### [Exercise brief]
Can you write out the whole listing exactly?

### [Entries provided]
☆ ☆ ☆ ☆
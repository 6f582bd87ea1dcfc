//! Reserved-tag filter.
//!
//! # Responsibility
//! - Exclude system-generated and auto-generated tags from any sync
//!   consideration.
//!
//! # Invariants
//! - Pure and order-preserving; filtering twice equals filtering once.
//! - Matching is substring containment, case-sensitive.

use crate::model::tag::LocalTag;

/// Name markers that exclude a tag from synchronization: the tracking
/// system's provenance marker plus the host tool's two auto-generated
/// tag families.
pub const RESERVED_TAG_MARKERS: [&str; 3] = ["shotguntype", "Transcode", "Nuke Project File"];

/// Returns whether a tag name is reserved and must never sync.
pub fn is_reserved_name(name: &str) -> bool {
    RESERVED_TAG_MARKERS
        .iter()
        .any(|marker| name.contains(marker))
}

/// Lazily filters reserved tags out of a local tag sequence.
pub fn filter_tags<I>(tags: I) -> impl Iterator<Item = LocalTag>
where
    I: IntoIterator<Item = LocalTag>,
{
    tags.into_iter().filter(|tag| !is_reserved_name(&tag.name))
}

#[cfg(test)]
mod tests {
    use super::{filter_tags, is_reserved_name};
    use crate::model::tag::LocalTag;

    fn tags(names: &[&str]) -> Vec<LocalTag> {
        names.iter().map(|name| LocalTag::new(*name)).collect()
    }

    #[test]
    fn reserved_markers_match_by_containment() {
        assert!(is_reserved_name("shotguntype=Shot"));
        assert!(is_reserved_name("Transcode 1080p"));
        assert!(is_reserved_name("Nuke Project File v3"));
        assert!(!is_reserved_name("transcode"));
        assert!(!is_reserved_name("approved"));
    }

    #[test]
    fn filter_preserves_order_of_survivors() {
        let input = tags(&["zulu", "Transcode", "alpha", "shotguntype=Shot", "mike"]);
        let names: Vec<String> = filter_tags(input).map(|tag| tag.name).collect();
        assert_eq!(names, vec!["zulu", "alpha", "mike"]);
    }

    #[test]
    fn filter_is_idempotent() {
        let input = tags(&["approved", "Transcode", "wip"]);
        let once: Vec<LocalTag> = filter_tags(input).collect();
        let twice: Vec<LocalTag> = filter_tags(once.clone()).collect();
        assert_eq!(once, twice);
    }
}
☆ ☆ ☆ ☆
### [Task output]
repository 6f582bd87ea1dcfc
//! Reserved-tag filter.
//!
//! # Responsibility
//! - Exclude system-generated and auto-generated tags from any sync
//!   consideration.
//!
//! # Invariants
//! - Pure and order-preserving; filtering twice equals filtering once.
//! - Matching is substring containment, case-sensitive.

use crate::model::tag::LocalTag;

/// Name markers that exclude a tag from synchronization: the tracking
/// system's provenance marker plus the host tool's two auto-generated
/// tag families.
pub const RESERVED_TAG_MARKERS: [&str; 3] = ["shotguntype", "Transcode", "Nuke Project File"];

/// Returns whether a tag name is reserved and must never sync.
pub fn is_reserved_name(name: &str) -> bool {
    RESERVED_TAG_MARKERS
        .iter()
        .any(|marker| name.contains(marker))
}

/// Lazily filters reserved tags out of a local tag sequence.
pub fn filter_tags<I>(tags: I) -> impl Iterator<Item = LocalTag>
where
    I: IntoIterator<Item = LocalTag>,
{
    tags.into_iter().filter(|tag| !is_reserved_name(&tag.name))
}

#[cfg(test)]
mod tests {
    use super::{filter_tags, is_reserved_name};
    use crate::model::tag::LocalTag;

    fn tags(names: &[&str]) -> Vec<LocalTag> {
        names.iter().map(|name| LocalTag::new(*name)).collect()
    }

    #[test]
    fn reserved_markers_match_by_containment() {
        assert!(is_reserved_name("shotguntype=Shot"));
        assert!(is_reserved_name("Transcode 1080p"));
        assert!(is_reserved_name("Nuke Project File v3"));
        assert!(!is_reserved_name("transcode"));
        assert!(!is_reserved_name("approved"));
    }

    #[test]
    fn filter_preserves_order_of_survivors() {
        let input = tags(&["zulu", "Transcode", "alpha", "shotguntype=Shot", "mike"]);
        let names: Vec<String> = filter_tags(input).map(|tag| tag.name).collect();
        assert_eq!(names, vec!["zulu", "alpha", "mike"]);
    }

    #[test]
    fn filter_is_idempotent() {
        let input = tags(&["approved", "Transcode", "wip"]);
        let once: Vec<LocalTag> = filter_tags(input).collect();
        let twice: Vec<LocalTag> = filter_tags(once.clone()).collect();
        assert_eq!(once, twice);
    }
}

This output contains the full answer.